WHAT IS EXPECTED – Going line by line through the entries below, tally those that hold the string "WordTiming". Give only the total.

───── RECORDS ─────

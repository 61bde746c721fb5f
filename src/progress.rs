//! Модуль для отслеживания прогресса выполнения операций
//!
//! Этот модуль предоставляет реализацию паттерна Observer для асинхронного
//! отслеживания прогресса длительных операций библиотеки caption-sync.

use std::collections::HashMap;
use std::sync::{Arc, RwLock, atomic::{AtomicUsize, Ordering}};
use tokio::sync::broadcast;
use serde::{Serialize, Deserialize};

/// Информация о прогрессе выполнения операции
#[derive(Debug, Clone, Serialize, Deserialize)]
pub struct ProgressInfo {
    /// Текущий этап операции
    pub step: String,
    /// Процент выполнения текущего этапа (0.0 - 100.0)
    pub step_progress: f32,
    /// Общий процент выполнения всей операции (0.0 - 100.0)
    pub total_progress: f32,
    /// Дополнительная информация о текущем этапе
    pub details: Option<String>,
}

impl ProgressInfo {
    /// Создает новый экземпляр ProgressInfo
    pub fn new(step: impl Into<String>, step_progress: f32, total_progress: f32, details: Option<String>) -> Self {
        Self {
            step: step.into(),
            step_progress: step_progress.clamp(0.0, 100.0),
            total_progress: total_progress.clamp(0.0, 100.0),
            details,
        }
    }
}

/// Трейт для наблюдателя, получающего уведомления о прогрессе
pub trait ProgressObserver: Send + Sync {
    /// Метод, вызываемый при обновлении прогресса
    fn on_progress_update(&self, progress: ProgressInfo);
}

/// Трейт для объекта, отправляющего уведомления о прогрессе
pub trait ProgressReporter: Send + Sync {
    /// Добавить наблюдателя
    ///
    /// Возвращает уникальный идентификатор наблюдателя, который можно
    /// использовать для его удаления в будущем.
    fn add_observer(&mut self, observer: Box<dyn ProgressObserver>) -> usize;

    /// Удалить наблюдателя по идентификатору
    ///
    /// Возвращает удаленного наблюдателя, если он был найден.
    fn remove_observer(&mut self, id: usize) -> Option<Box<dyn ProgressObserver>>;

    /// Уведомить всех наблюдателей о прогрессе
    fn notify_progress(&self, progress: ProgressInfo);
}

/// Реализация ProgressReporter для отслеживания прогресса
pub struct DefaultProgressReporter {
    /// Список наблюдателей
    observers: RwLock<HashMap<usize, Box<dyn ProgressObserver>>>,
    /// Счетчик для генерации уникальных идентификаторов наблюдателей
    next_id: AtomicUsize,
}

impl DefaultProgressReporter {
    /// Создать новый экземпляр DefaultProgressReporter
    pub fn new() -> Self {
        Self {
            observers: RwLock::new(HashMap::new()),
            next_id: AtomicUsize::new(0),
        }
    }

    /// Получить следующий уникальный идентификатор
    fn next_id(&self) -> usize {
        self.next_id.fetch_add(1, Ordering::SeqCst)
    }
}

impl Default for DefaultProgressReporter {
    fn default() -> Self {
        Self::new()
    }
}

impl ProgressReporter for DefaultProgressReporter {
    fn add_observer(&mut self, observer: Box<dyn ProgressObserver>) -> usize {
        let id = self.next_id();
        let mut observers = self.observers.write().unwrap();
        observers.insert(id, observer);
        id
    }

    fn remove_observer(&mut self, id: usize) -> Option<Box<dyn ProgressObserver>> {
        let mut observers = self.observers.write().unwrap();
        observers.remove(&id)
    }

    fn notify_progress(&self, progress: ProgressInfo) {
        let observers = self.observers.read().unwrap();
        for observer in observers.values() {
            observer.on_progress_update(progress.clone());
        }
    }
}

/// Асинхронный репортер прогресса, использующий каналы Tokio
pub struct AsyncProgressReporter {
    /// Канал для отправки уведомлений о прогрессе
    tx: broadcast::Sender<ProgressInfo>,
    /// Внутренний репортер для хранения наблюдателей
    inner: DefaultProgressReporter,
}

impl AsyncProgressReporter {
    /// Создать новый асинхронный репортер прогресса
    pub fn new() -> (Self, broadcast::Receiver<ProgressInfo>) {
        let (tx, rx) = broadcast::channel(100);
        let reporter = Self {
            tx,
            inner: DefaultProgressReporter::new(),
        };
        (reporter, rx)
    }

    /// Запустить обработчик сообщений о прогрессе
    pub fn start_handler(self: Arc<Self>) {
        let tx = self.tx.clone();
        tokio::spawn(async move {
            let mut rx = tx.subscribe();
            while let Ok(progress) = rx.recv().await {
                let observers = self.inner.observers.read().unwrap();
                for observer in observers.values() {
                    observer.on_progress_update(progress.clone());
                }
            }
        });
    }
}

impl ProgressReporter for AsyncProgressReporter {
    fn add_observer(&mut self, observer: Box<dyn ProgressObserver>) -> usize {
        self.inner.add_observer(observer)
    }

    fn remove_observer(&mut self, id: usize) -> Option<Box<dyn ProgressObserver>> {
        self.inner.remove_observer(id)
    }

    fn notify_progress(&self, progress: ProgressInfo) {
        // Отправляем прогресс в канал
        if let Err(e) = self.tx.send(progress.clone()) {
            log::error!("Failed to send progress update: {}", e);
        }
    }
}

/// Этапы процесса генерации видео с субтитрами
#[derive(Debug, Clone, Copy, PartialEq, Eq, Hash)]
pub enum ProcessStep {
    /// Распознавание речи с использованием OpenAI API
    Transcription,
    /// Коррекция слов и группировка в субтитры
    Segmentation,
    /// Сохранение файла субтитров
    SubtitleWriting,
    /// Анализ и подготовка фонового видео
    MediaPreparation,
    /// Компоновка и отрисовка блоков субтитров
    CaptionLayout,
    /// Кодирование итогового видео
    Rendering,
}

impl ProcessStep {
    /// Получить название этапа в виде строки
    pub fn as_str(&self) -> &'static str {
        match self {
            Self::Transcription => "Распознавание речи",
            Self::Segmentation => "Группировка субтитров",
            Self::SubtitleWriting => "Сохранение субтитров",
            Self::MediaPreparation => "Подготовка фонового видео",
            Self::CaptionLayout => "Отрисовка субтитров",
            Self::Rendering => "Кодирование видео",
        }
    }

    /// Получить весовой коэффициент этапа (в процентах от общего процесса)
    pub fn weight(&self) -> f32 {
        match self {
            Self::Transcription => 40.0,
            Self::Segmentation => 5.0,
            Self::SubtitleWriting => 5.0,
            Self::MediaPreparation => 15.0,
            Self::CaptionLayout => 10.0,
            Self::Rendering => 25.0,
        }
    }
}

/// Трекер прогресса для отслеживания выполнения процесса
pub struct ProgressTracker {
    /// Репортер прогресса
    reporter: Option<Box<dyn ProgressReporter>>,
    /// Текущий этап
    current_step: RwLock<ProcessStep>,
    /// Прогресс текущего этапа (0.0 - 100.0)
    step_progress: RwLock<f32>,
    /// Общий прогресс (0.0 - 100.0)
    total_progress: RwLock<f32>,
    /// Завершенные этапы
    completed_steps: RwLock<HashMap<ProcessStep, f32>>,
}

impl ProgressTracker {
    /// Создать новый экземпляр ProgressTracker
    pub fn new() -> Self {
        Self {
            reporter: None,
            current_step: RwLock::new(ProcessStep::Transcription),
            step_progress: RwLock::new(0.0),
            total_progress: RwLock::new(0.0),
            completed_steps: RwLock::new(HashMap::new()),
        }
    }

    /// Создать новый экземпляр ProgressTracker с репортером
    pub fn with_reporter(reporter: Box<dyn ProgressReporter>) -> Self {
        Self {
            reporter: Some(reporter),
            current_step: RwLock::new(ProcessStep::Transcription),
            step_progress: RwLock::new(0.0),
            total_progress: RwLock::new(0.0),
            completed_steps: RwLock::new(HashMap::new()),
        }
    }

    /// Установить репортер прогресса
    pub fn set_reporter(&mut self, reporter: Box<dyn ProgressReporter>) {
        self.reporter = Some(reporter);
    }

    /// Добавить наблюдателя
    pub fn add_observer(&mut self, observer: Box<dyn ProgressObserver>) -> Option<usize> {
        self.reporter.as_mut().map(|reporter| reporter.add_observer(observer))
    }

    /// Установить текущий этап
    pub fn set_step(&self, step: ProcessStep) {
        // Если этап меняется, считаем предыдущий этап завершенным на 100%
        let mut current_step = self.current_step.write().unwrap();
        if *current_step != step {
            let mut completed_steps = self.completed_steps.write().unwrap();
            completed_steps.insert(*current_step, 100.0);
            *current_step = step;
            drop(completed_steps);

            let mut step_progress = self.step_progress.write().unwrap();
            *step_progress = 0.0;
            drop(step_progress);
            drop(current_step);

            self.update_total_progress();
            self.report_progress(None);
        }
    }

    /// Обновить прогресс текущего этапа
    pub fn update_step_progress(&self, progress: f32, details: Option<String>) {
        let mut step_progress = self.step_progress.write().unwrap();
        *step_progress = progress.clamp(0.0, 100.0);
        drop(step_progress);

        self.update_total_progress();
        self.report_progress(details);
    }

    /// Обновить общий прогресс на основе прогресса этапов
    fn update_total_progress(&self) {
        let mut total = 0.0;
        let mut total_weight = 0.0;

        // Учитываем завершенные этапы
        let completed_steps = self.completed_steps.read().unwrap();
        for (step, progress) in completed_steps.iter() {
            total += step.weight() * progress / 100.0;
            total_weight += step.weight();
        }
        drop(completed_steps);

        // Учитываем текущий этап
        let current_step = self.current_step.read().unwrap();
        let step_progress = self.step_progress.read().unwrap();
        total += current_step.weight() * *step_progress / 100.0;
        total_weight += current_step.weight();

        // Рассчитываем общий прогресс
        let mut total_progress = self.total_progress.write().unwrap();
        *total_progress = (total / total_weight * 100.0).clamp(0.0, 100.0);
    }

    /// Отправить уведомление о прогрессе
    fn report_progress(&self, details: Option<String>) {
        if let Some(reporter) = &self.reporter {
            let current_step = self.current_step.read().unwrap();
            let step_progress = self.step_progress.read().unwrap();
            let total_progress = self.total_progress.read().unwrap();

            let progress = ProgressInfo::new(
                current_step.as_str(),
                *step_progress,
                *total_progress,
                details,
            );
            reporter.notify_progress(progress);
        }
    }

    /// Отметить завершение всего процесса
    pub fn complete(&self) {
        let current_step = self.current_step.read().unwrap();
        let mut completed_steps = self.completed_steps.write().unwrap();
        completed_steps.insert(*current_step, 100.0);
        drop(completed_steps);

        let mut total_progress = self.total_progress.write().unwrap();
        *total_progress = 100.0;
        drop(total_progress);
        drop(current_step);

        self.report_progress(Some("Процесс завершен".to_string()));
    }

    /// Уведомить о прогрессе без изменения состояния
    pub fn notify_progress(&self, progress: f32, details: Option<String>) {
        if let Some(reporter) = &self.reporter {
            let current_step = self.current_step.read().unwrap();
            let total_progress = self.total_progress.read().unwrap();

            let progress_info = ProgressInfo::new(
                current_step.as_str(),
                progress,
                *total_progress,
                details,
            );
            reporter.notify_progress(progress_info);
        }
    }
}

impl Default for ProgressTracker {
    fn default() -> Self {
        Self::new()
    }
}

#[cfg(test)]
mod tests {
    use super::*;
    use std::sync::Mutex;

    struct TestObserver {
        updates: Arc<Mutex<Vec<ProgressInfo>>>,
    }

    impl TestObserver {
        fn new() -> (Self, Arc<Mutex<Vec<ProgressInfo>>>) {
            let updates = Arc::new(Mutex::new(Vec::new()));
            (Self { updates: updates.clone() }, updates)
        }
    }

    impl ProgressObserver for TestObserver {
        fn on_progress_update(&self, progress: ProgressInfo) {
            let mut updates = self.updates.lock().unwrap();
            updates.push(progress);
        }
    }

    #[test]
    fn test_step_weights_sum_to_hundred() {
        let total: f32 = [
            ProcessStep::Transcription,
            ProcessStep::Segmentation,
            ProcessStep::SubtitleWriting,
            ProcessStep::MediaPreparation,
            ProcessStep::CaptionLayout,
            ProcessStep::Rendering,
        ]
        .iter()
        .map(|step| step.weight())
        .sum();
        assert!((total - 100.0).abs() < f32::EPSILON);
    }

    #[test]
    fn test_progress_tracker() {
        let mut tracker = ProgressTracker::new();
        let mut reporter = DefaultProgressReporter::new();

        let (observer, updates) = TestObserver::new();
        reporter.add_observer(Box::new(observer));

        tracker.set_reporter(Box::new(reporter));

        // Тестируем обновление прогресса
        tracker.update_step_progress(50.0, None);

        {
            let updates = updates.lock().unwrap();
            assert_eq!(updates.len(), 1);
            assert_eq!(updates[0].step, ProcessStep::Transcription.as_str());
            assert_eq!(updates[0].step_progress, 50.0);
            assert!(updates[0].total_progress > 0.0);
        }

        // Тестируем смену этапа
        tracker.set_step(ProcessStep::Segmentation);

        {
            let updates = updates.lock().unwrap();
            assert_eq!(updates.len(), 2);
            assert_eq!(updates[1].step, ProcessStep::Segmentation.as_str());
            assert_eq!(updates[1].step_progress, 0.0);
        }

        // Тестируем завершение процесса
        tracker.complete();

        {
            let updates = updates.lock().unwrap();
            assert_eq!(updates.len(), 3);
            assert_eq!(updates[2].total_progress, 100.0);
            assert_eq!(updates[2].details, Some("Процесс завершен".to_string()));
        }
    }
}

─────
───── RECORDS ─────

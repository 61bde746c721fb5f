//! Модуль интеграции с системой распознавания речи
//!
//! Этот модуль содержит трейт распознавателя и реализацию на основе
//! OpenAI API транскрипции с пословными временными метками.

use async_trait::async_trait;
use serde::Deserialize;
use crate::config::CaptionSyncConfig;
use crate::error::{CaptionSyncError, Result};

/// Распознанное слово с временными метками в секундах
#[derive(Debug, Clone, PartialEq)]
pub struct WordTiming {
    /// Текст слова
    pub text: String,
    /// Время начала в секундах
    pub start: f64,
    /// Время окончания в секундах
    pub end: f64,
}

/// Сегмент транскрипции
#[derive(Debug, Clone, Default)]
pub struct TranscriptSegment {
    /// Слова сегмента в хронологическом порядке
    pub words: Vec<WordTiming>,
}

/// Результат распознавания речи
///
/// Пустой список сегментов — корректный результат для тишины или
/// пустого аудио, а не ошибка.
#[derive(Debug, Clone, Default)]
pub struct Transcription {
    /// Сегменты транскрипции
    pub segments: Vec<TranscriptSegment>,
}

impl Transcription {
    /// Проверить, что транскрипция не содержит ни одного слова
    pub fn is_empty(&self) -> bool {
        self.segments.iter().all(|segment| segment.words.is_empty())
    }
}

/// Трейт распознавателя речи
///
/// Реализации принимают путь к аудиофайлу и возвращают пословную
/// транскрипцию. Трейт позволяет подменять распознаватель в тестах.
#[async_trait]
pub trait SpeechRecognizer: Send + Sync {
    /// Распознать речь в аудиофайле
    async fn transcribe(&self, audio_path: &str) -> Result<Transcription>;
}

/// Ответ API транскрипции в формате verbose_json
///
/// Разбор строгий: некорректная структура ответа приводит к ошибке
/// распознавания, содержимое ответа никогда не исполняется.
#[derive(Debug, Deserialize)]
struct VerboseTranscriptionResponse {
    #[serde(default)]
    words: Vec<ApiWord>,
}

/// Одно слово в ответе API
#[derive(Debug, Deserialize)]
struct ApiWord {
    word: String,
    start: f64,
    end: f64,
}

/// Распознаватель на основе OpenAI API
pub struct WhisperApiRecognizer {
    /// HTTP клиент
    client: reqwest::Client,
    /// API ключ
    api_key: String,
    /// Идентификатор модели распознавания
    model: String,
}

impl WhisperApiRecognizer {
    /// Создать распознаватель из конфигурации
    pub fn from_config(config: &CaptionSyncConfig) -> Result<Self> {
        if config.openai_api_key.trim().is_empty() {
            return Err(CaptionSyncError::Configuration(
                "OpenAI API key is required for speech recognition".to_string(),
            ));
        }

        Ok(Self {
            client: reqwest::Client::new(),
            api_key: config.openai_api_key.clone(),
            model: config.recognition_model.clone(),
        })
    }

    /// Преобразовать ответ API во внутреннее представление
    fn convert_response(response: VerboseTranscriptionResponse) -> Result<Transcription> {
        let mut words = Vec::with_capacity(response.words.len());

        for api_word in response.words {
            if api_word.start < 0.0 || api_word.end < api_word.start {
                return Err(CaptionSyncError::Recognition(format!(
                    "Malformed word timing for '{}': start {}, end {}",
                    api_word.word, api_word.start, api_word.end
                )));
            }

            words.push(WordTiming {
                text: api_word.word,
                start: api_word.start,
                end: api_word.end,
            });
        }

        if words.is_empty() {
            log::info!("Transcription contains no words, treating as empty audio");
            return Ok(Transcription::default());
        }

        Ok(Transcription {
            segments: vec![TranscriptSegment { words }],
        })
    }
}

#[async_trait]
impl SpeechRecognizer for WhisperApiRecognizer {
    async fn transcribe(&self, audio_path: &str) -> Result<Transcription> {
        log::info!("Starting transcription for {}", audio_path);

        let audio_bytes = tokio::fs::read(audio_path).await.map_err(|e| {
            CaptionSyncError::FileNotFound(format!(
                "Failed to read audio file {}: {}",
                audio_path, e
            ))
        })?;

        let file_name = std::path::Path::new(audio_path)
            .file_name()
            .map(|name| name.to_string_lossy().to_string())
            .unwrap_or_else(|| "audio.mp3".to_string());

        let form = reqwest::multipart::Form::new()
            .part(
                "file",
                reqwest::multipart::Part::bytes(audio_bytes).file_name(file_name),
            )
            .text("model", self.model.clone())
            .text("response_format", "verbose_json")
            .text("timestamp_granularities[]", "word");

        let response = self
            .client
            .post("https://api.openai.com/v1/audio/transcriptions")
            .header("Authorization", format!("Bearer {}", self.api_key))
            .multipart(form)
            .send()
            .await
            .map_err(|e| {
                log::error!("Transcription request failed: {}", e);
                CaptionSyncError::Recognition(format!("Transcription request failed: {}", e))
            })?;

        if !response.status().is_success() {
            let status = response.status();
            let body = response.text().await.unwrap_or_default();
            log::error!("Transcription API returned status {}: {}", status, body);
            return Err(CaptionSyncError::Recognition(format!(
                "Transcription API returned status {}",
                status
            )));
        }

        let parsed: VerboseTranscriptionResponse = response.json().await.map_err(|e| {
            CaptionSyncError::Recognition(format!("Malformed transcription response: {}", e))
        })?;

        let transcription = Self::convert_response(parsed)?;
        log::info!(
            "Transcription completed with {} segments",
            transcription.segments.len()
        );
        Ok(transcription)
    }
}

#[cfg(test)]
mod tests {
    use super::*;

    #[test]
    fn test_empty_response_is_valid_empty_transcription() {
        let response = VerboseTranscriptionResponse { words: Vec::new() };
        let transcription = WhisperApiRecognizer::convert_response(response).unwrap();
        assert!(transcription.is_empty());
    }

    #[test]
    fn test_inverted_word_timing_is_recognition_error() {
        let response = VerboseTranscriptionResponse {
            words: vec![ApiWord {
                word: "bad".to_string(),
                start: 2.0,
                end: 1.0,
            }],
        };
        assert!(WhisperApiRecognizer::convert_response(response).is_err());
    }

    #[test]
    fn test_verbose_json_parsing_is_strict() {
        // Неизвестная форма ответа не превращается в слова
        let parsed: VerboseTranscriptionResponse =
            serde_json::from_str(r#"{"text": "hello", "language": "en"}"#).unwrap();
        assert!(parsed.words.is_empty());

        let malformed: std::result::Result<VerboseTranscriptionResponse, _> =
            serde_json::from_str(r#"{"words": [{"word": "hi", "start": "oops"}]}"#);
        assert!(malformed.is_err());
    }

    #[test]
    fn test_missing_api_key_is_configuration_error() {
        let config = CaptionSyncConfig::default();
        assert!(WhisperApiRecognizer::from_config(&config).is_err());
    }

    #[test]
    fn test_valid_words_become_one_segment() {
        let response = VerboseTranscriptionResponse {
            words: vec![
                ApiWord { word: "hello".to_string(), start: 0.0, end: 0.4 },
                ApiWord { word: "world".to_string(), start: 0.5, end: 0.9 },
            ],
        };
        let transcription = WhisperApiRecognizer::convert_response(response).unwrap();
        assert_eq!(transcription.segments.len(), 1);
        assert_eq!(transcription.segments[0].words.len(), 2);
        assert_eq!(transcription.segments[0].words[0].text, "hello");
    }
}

─────
───── RECORDS ─────

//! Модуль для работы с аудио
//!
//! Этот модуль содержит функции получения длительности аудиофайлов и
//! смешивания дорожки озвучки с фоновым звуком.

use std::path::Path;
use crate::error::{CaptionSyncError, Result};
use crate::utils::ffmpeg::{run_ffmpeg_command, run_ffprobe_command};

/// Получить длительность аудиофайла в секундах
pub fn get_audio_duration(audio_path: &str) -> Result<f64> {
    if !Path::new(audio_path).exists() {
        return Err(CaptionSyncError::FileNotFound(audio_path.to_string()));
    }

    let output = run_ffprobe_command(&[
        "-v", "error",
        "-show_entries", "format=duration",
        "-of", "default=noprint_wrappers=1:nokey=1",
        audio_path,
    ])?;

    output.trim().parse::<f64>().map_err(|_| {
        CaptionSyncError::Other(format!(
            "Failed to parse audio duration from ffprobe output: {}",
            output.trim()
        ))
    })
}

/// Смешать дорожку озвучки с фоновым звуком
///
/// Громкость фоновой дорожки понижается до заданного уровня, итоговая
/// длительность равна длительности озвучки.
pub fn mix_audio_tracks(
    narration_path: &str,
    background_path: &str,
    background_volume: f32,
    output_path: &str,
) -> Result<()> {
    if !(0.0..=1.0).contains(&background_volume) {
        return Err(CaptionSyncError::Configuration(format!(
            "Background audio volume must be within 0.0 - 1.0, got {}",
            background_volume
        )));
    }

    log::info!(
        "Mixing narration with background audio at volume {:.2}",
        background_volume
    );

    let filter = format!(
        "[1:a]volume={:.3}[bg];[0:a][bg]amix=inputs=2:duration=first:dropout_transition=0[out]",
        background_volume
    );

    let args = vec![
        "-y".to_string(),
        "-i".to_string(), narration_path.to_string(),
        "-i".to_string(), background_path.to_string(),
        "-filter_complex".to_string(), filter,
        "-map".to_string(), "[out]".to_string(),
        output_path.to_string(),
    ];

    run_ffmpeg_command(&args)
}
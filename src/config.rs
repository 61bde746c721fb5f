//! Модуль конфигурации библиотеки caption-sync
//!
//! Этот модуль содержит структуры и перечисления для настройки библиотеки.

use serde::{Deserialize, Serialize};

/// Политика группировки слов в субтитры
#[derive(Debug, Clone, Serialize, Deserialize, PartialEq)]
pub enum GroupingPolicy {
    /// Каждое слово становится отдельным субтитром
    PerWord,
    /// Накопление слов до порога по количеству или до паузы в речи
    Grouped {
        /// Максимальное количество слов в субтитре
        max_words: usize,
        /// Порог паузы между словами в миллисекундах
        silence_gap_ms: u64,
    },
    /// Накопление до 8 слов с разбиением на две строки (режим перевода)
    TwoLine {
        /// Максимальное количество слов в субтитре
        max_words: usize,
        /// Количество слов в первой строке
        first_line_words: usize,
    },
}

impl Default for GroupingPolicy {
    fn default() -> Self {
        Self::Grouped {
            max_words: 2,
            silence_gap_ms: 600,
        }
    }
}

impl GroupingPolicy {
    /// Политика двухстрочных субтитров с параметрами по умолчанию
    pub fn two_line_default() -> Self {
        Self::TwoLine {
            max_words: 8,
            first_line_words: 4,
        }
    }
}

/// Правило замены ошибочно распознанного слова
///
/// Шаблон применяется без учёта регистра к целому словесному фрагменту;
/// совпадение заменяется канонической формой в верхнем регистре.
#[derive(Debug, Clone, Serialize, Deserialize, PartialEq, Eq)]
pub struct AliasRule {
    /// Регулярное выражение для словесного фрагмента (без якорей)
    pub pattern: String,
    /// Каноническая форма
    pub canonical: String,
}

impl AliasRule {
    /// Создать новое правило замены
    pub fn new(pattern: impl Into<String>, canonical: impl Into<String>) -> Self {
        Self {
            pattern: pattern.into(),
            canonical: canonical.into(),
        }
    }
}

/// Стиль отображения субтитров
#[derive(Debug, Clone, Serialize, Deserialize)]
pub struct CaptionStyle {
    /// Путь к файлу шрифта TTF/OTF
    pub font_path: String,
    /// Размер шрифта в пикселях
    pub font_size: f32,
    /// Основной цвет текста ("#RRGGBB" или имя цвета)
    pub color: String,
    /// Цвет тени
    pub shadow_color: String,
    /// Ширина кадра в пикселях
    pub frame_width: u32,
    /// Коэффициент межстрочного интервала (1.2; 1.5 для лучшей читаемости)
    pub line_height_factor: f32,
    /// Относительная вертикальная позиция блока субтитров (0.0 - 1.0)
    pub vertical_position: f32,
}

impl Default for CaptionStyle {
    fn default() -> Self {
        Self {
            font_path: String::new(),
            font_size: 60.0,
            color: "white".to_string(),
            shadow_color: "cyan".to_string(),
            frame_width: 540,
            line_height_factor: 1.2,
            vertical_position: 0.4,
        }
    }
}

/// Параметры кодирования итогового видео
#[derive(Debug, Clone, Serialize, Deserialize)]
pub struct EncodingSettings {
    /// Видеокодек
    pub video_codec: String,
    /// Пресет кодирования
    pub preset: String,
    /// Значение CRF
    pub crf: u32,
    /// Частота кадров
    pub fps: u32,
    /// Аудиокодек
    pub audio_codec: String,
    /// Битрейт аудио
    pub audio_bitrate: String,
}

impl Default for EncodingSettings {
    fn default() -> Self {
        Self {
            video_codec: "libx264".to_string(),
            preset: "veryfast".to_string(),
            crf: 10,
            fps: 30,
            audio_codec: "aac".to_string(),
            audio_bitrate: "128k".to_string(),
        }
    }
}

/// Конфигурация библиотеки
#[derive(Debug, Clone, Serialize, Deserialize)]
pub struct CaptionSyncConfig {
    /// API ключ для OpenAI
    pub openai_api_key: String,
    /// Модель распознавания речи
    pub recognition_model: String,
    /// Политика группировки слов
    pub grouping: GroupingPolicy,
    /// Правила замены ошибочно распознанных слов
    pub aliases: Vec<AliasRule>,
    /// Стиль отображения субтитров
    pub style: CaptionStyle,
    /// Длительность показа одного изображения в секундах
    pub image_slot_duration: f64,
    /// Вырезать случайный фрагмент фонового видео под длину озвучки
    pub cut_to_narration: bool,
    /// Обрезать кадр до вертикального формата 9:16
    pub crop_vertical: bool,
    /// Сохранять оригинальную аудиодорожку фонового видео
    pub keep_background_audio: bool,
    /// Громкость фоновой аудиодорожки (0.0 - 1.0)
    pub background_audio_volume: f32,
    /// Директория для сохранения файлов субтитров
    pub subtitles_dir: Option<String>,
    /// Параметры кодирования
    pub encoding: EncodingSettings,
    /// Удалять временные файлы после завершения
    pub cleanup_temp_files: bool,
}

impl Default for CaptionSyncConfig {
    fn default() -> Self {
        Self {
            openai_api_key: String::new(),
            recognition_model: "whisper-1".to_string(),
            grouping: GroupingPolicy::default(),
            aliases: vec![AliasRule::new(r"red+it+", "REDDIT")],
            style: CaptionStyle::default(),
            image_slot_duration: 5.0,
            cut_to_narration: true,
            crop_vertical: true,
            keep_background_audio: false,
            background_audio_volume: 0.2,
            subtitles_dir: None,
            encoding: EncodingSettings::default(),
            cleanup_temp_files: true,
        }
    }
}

─────

REPLY TO THE EXERCISE – 3